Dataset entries
+ + + + +
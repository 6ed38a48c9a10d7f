use serde::{Deserialize, Serialize};
use utoipa::ToSchema;

#[derive(Debug, Serialize, Deserialize, sqlx::FromRow, ToSchema)]
#[schema(
    example = json!({
        "id": 1,
        "employee_code": "EMP-001",
        "name": "John Doe",
        "email": "john.doe@company.com",
        "device_id": "Device-7f3a",
        "device_fingerprint": "a81bc81b-dead-4e5d-abff-90865d1e13b1",
        "device_approved": true
    })
)]
pub struct Employee {
    #[schema(example = 1)]
    pub id: u64,

    #[schema(example = "EMP-001")]
    pub employee_code: String,

    #[schema(example = "John Doe")]
    pub name: String,

    #[schema(example = "john.doe@company.com")]
    pub email: String,

    /// Device identifier, present once a binding request has been approved.
    #[schema(example = "Device-7f3a", nullable = true)]
    pub device_id: Option<String>,

    /// Approved fingerprint. Only the binding-approval flow writes this.
    #[schema(nullable = true)]
    pub device_fingerprint: Option<String>,

    #[schema(example = false)]
    pub device_approved: bool,
}

impl Employee {
    /// The fingerprint this employee is bound to, if any. An employee counts
    /// as bound only once a request was approved and a fingerprint stored.
    pub fn bound_fingerprint(&self) -> Option<&str> {
        if self.device_approved {
            self.device_fingerprint.as_deref()
        } else {
            None
        }
    }
}
use actix_web::{HttpResponse, http::StatusCode};
use serde_json::json;
use thiserror::Error;

/// Every way an attendance, device-binding or geofence operation can be
/// refused. All variants are recoverable by the caller; none is fatal to the
/// process. Database failures are not part of this taxonomy — handlers map
/// those to 500 separately.
#[derive(Debug, Error, PartialEq, Eq)]
pub enum DomainError {
    #[error("{0}")]
    Validation(String),

    #[error("{0} not found")]
    NotFound(&'static str),

    #[error("No check-in recorded for this day")]
    NoCheckIn,

    #[error("Already checked out for this day")]
    AlreadyCheckedOut,

    #[error("Registration request already processed")]
    AlreadyProcessed,

    #[error("Device fingerprint missing")]
    FingerprintMissing,

    #[error("Device fingerprint does not match the approved device")]
    FingerprintMismatch,

    #[error("Location is outside the permitted area")]
    OutsideGeofence,
}

impl DomainError {
    pub fn validation(msg: impl Into<String>) -> Self {
        DomainError::Validation(msg.into())
    }
}

impl actix_web::ResponseError for DomainError {
    fn status_code(&self) -> StatusCode {
        match self {
            DomainError::Validation(_) => StatusCode::BAD_REQUEST,
            DomainError::NotFound(_) => StatusCode::NOT_FOUND,
            DomainError::NoCheckIn
            | DomainError::AlreadyCheckedOut
            | DomainError::AlreadyProcessed => StatusCode::BAD_REQUEST,
            DomainError::FingerprintMissing
            | DomainError::FingerprintMismatch
            | DomainError::OutsideGeofence => StatusCode::FORBIDDEN,
        }
    }

    fn error_response(&self) -> HttpResponse {
        HttpResponse::build(self.status_code()).json(json!({
            "message": self.to_string()
        }))
    }
}

#[cfg(test)]
mod tests {
    use super::*;
    use actix_web::ResponseError;

    #[test]
    fn status_codes_follow_the_boundary_mapping() {
        assert_eq!(
            DomainError::validation("bad").status_code(),
            StatusCode::BAD_REQUEST
        );
        assert_eq!(
            DomainError::NotFound("employee").status_code(),
            StatusCode::NOT_FOUND
        );
        assert_eq!(DomainError::NoCheckIn.status_code(), StatusCode::BAD_REQUEST);
        assert_eq!(
            DomainError::AlreadyCheckedOut.status_code(),
            StatusCode::BAD_REQUEST
        );
        assert_eq!(
            DomainError::FingerprintMismatch.status_code(),
            StatusCode::FORBIDDEN
        );
        assert_eq!(
            DomainError::OutsideGeofence.status_code(),
            StatusCode::FORBIDDEN
        );
    }
}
+ + + + +
◆ EXERCISE DIRECTIONS
Among the records, find every line with the word "AlreadyCheckedOut" and copy it.

◆ ANSWER SECTION
    AlreadyCheckedOut,
            | DomainError::AlreadyCheckedOut
            DomainError::AlreadyCheckedOut.status_code(),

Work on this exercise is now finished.